There is a song called "The Stand" that makes me think about all of that stuff. A part says, "I'll stand, my soul Lord to you surrendered. All I am is yours." That part of the song stands out to me the most. I sing this song all the time. But, do I truly mean it?! Do I sing it from my heart, or do I focus on singing the correct notes?! Well, I really should focus on singing it from my heart and singing it straight to God as my prayer to him. I should mean the words that I'm singing and just surrender my soul to God and only be his. I just wanna surrender.
I say this, but am I gonna go live it? Truth is, I'm gonna try my very best to. I really am going to try. I'm not just saying that either. If I don't try, I'm gonna feel more spiritually dead than I already do.
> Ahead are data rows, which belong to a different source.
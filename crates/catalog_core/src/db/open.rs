//! Connection pool bootstrap utilities for SQLite.
//!
//! # Responsibility
//! - Open file or in-memory SQLite pools.
//! - Configure connection pragmas required by store behavior.
//! - Trigger schema migrations before returning a usable handle.
//!
//! # Invariants
//! - Pooled connections have `foreign_keys=ON`.
//! - Returned handles have migrations fully applied.
//! - In-memory pools hold exactly one connection that is never reaped.

use super::migrations::apply_migrations;
use super::pool::Database;
use super::{DbError, DbResult};
use log::{error, info};
use r2d2::Pool;
use r2d2_sqlite::SqliteConnectionManager;
use rusqlite::Connection;
use std::path::Path;
use std::time::{Duration, Instant};

const DEFAULT_MAX_CONNECTIONS: u32 = 10;
const DEFAULT_BUSY_TIMEOUT: Duration = Duration::from_secs(5);
const DEFAULT_CONNECTION_TIMEOUT: Duration = Duration::from_secs(30);

/// Sizing and wait limits for a file-backed pool.
#[derive(Debug, Clone, PartialEq, Eq)]
pub struct PoolOptions {
    pub max_connections: u32,
    pub busy_timeout: Duration,
    /// Longest a caller waits for a free pooled connection.
    pub connection_timeout: Duration,
}

impl Default for PoolOptions {
    fn default() -> Self {
        Self {
            max_connections: DEFAULT_MAX_CONNECTIONS,
            busy_timeout: DEFAULT_BUSY_TIMEOUT,
            connection_timeout: DEFAULT_CONNECTION_TIMEOUT,
        }
    }
}

/// Opens a SQLite database file behind a bounded pool and applies all
/// pending migrations.
///
/// # Side effects
/// - Creates the file when missing and switches it to WAL journaling.
/// - Emits `db_open` logging events with duration and status.
pub fn open_db(path: impl AsRef<Path>, options: &PoolOptions) -> DbResult<Database> {
    let busy_timeout = options.busy_timeout;
    let manager = SqliteConnectionManager::file(path.as_ref()).with_init(move |conn| {
        configure_connection(conn, busy_timeout)?;
        conn.pragma_update_and_check(None, "journal_mode", "WAL", |row| {
            row.get::<_, String>(0)
        })?;
        Ok(())
    });
    let builder = Pool::builder()
        .max_size(options.max_connections.max(1))
        .connection_timeout(options.connection_timeout);

    open_pool(builder, manager, "file")
}

/// Opens an in-memory SQLite database and applies all pending migrations.
///
/// Every SQLite in-memory connection is its own database, so the pool is
/// pinned to one connection for the lifetime of the handle.
pub fn open_db_in_memory() -> DbResult<Database> {
    let manager = SqliteConnectionManager::memory()
        .with_init(|conn| configure_connection(conn, DEFAULT_BUSY_TIMEOUT));
    let builder = Pool::builder()
        .max_size(1)
        .max_lifetime(None)
        .idle_timeout(None)
        .connection_timeout(DEFAULT_CONNECTION_TIMEOUT);

    open_pool(builder, manager, "memory")
}

fn open_pool(
    builder: r2d2::Builder<SqliteConnectionManager>,
    manager: SqliteConnectionManager,
    mode: &'static str,
) -> DbResult<Database> {
    let started_at = Instant::now();
    info!("event=db_open module=db status=start mode={mode}");

    let pool = match builder.build(manager) {
        Ok(pool) => pool,
        Err(err) => {
            error!(
                "event=db_open module=db status=error mode={} duration_ms={} error_code=db_open_failed error={}",
                mode,
                started_at.elapsed().as_millis(),
                err
            );
            return Err(err.into());
        }
    };

    let migrated = pool
        .get()
        .map_err(DbError::from)
        .and_then(|mut conn| apply_migrations(&mut conn));
    match migrated {
        Ok(()) => {
            info!(
                "event=db_open module=db status=ok mode={} duration_ms={} max_connections={}",
                mode,
                started_at.elapsed().as_millis(),
                pool.max_size()
            );
            Ok(Database::new(pool, mode))
        }
        Err(err) => {
            error!(
                "event=db_open module=db status=error mode={} duration_ms={} error_code=db_bootstrap_failed error={}",
                mode,
                started_at.elapsed().as_millis(),
                err
            );
            Err(err)
        }
    }
}

fn configure_connection(conn: &mut Connection, busy_timeout: Duration) -> rusqlite::Result<()> {
    conn.execute_batch("PRAGMA foreign_keys = ON;")?;
    conn.busy_timeout(busy_timeout)?;
    Ok(())
}
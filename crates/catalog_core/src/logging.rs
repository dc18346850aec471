//! Process logging bootstrap.
//!
//! # Responsibility
//! - Initialize file-based rolling logs at most once per process.
//! - Capture panics as sanitized log events.
//!
//! # Invariants
//! - Library code only emits through the `log` facade; binaries call
//!   `init_logging` (or `init_from_config`) once at startup.
//! - Initialization is idempotent for the same level and directory and
//!   rejects any attempt to switch either.
//! - Initialization never panics.

use crate::config::LoggingConfig;
use flexi_logger::{Cleanup, Criterion, FileSpec, Logger, LoggerHandle, Naming, WriteMode};
use log::{error, info};
use once_cell::sync::OnceCell;
use std::path::{Path, PathBuf};
use thiserror::Error;

const LOG_FILE_BASENAME: &str = "catalog";
const MAX_LOG_FILE_SIZE_BYTES: u64 = 10 * 1024 * 1024;
const MAX_LOG_FILES: usize = 5;
const MAX_PANIC_PAYLOAD_CHARS: usize = 160;

static LOGGING_STATE: OnceCell<LoggingState> = OnceCell::new();
static PANIC_HOOK_INSTALLED: OnceCell<()> = OnceCell::new();

struct LoggingState {
    level: &'static str,
    log_dir: PathBuf,
    _logger: LoggerHandle,
}

#[derive(Debug, Error, PartialEq, Eq)]
pub enum LoggingError {
    #[error("unsupported log level `{0}`; expected trace|debug|info|warn|error")]
    UnsupportedLevel(String),
    #[error("log_dir cannot be empty")]
    EmptyDir,
    #[error("log_dir must be an absolute path, got `{0}`")]
    RelativeDir(String),
    #[error("logging already initialized with {current}; refusing to switch to {requested}")]
    Conflict { current: String, requested: String },
    #[error("failed to start logger: {0}")]
    Backend(String),
}

/// Initializes rolling file logging under `log_dir`.
///
/// # Errors
/// - `level` is not one of trace|debug|info|warn|error.
/// - `log_dir` is empty, relative, or cannot be created.
/// - Logging is already active with a different level or directory.
pub fn init_logging(level: &str, log_dir: &str) -> Result<(), LoggingError> {
    let level = normalize_level(level)?;
    let log_dir = normalize_log_dir(log_dir)?;

    let state = LOGGING_STATE.get_or_try_init(|| start_logger(level, &log_dir))?;
    ensure_same_settings(state, level, &log_dir)
}

/// Initializes logging from configuration.
///
/// Returns `Ok(false)` without touching the logger when no directory is set.
pub fn init_from_config(config: &LoggingConfig) -> Result<bool, LoggingError> {
    match config.dir.as_deref() {
        Some(dir) => init_logging(&config.level, dir).map(|()| true),
        None => Ok(false),
    }
}

/// Returns `(level, log_dir)` once logging is active.
pub fn logging_status() -> Option<(&'static str, PathBuf)> {
    LOGGING_STATE
        .get()
        .map(|state| (state.level, state.log_dir.clone()))
}

/// `debug` in debug builds, `info` in release builds.
pub fn default_log_level() -> &'static str {
    if cfg!(debug_assertions) {
        "debug"
    } else {
        "info"
    }
}

fn start_logger(level: &'static str, log_dir: &Path) -> Result<LoggingState, LoggingError> {
    std::fs::create_dir_all(log_dir).map_err(|err| {
        LoggingError::Backend(format!(
            "failed to create log directory `{}`: {err}",
            log_dir.display()
        ))
    })?;

    let logger = Logger::try_with_str(level)
        .map_err(|err| LoggingError::Backend(err.to_string()))?
        .log_to_file(
            FileSpec::default()
                .directory(log_dir)
                .basename(LOG_FILE_BASENAME),
        )
        .rotate(
            Criterion::Size(MAX_LOG_FILE_SIZE_BYTES),
            Naming::Numbers,
            Cleanup::KeepLogFiles(MAX_LOG_FILES),
        )
        .write_mode(WriteMode::BufferAndFlush)
        .append()
        .format_for_files(flexi_logger::detailed_format)
        .start()
        .map_err(|err| LoggingError::Backend(err.to_string()))?;

    install_panic_hook_once();
    info!(
        "event=logging_init module=logging status=ok level={} log_dir={} version={}",
        level,
        log_dir.display(),
        env!("CARGO_PKG_VERSION")
    );

    Ok(LoggingState {
        level,
        log_dir: log_dir.to_path_buf(),
        _logger: logger,
    })
}

fn ensure_same_settings(
    state: &LoggingState,
    level: &'static str,
    log_dir: &Path,
) -> Result<(), LoggingError> {
    if state.log_dir != log_dir {
        return Err(LoggingError::Conflict {
            current: format!("directory `{}`", state.log_dir.display()),
            requested: format!("`{}`", log_dir.display()),
        });
    }
    if state.level != level {
        return Err(LoggingError::Conflict {
            current: format!("level `{}`", state.level),
            requested: format!("`{level}`"),
        });
    }
    Ok(())
}

fn normalize_level(level: &str) -> Result<&'static str, LoggingError> {
    match level.trim().to_ascii_lowercase().as_str() {
        "trace" => Ok("trace"),
        "debug" => Ok("debug"),
        "info" => Ok("info"),
        "warn" | "warning" => Ok("warn"),
        "error" => Ok("error"),
        other => Err(LoggingError::UnsupportedLevel(other.to_string())),
    }
}

fn normalize_log_dir(log_dir: &str) -> Result<PathBuf, LoggingError> {
    let trimmed = log_dir.trim();
    if trimmed.is_empty() {
        return Err(LoggingError::EmptyDir);
    }
    let path = Path::new(trimmed);
    if !path.is_absolute() {
        return Err(LoggingError::RelativeDir(trimmed.to_string()));
    }
    Ok(path.to_path_buf())
}

fn install_panic_hook_once() {
    if PANIC_HOOK_INSTALLED.set(()).is_err() {
        return;
    }

    let previous_hook = std::panic::take_hook();
    std::panic::set_hook(Box::new(move |panic_info| {
        let location = panic_info
            .location()
            .map(|loc| format!("{}:{}", loc.file(), loc.line()))
            .unwrap_or_else(|| "unknown".to_string());
        let payload = panic_payload_summary(panic_info);
        error!(
            "event=panic_captured module=logging status=error location={} payload={}",
            location, payload
        );
        previous_hook(panic_info);
    }));
}

fn panic_payload_summary(info: &std::panic::PanicHookInfo<'_>) -> String {
    let payload = if let Some(message) = info.payload().downcast_ref::<&str>() {
        (*message).to_string()
    } else if let Some(message) = info.payload().downcast_ref::<String>() {
        message.clone()
    } else {
        "non-string panic payload".to_string()
    };

    sanitize_message(&payload, MAX_PANIC_PAYLOAD_CHARS)
}

/// Flattens newlines and caps length so one event stays on one line.
fn sanitize_message(value: &str, max_chars: usize) -> String {
    let normalized = value.replace(['\n', '\r'], " ");
    let mut truncated = normalized.chars().take(max_chars).collect::<String>();
    if normalized.chars().count() > max_chars {
        truncated.push_str("...");
    }
    truncated
}

#[cfg(test)]
mod tests {
    use super::{
        init_from_config, init_logging, logging_status, normalize_level, normalize_log_dir,
        sanitize_message, LoggingError,
    };
    use crate::config::LoggingConfig;

    #[test]
    fn normalize_level_accepts_known_values() {
        assert_eq!(normalize_level("INFO"), Ok("info"));
        assert_eq!(normalize_level(" warning "), Ok("warn"));
        assert_eq!(
            normalize_level("loud"),
            Err(LoggingError::UnsupportedLevel("loud".to_string()))
        );
    }

    #[test]
    fn normalize_log_dir_rejects_relative_and_empty_paths() {
        assert!(matches!(
            normalize_log_dir("logs/dev"),
            Err(LoggingError::RelativeDir(_))
        ));
        assert_eq!(normalize_log_dir("  "), Err(LoggingError::EmptyDir));
    }

    #[test]
    fn sanitize_message_removes_newlines_and_truncates() {
        let sanitized = sanitize_message("line1\nline2\rline3", 8);
        assert!(!sanitized.contains('\n'));
        assert!(!sanitized.contains('\r'));
        assert!(sanitized.ends_with("..."));
    }

    #[test]
    fn config_without_dir_leaves_logging_alone() {
        let config = LoggingConfig {
            level: "info".to_string(),
            dir: None,
        };
        assert_eq!(init_from_config(&config), Ok(false));
    }

    #[test]
    fn init_logging_is_idempotent_for_same_config_and_rejects_conflicts() {
        let log_dir = tempfile::tempdir().unwrap();
        let second_dir = tempfile::tempdir().unwrap();
        let log_dir_str = log_dir.path().to_str().unwrap().to_string();
        let second_dir_str = second_dir.path().to_str().unwrap().to_string();

        init_logging("info", &log_dir_str).expect("first init should succeed");
        init_logging("info", &log_dir_str).expect("same config should be idempotent");

        let level_error = init_logging("debug", &log_dir_str).unwrap_err();
        assert!(matches!(level_error, LoggingError::Conflict { .. }));

        let dir_error = init_logging("info", &second_dir_str).unwrap_err();
        assert!(dir_error.to_string().contains("refusing to switch"));

        let (active_level, active_dir) = logging_status().expect("logging should be active");
        assert_eq!(active_level, "info");
        assert_eq!(active_dir, log_dir.path());
    }
}
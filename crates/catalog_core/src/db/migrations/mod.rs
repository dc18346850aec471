//! SQLite migration registry and executor.
//!
//! # Responsibility
//! - Register schema migrations in strictly increasing order.
//! - Apply pending migrations atomically.
//!
//! # Invariants
//! - `version` values must remain monotonic.
//! - Applied migration version is mirrored to `PRAGMA user_version`.

use crate::db::{DbError, DbResult};
use log::info;
use rusqlite::Connection;

#[derive(Debug, Clone, Copy)]
struct Migration {
    version: u32,
    sql: &'static str,
}

const MIGRATIONS: &[Migration] = &[Migration {
    version: 1,
    sql: include_str!("0001_catalog.sql"),
}];

/// Returns the latest migration version known by this binary.
pub fn latest_version() -> u32 {
    MIGRATIONS.last().map_or(0, |migration| migration.version)
}

/// Applies all pending migrations on the provided connection.
pub fn apply_migrations(conn: &mut Connection) -> DbResult<()> {
    let current_version = current_user_version(conn)?;
    let latest = latest_version();

    if current_version > latest {
        return Err(DbError::UnsupportedSchemaVersion {
            db_version: current_version,
            latest_supported: latest,
        });
    }

    if current_version == latest {
        return Ok(());
    }

    let tx = conn.transaction()?;
    for migration in MIGRATIONS {
        if migration.version <= current_version {
            continue;
        }

        tx.execute_batch(migration.sql)?;
        tx.execute_batch(&format!("PRAGMA user_version = {};", migration.version))?;
    }
    tx.commit()?;

    info!("event=db_migrate module=db status=ok from_version={current_version} to_version={latest}");
    Ok(())
}

fn current_user_version(conn: &Connection) -> DbResult<u32> {
    let version = conn.query_row("PRAGMA user_version;", [], |row| row.get::<_, u32>(0))?;
    Ok(version)
}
When I struggle with wanting to surrender, I ask God to come to my rescue. Here's a song that I listen to when I feel like this: http://www.youtube.com/watch?v=RXAN3l8jQDg
Dear God, Please, I ask you to come to my rescue. I'm struggling, God. I wanna surrender everything to you. I feel so very dead inside and I just want that feeling to go away, God. Please rescue me from these feelings of darkness and hopelessness. Don't let me or anyone else feel lost anymore. God, I ask that you would come to our rescue.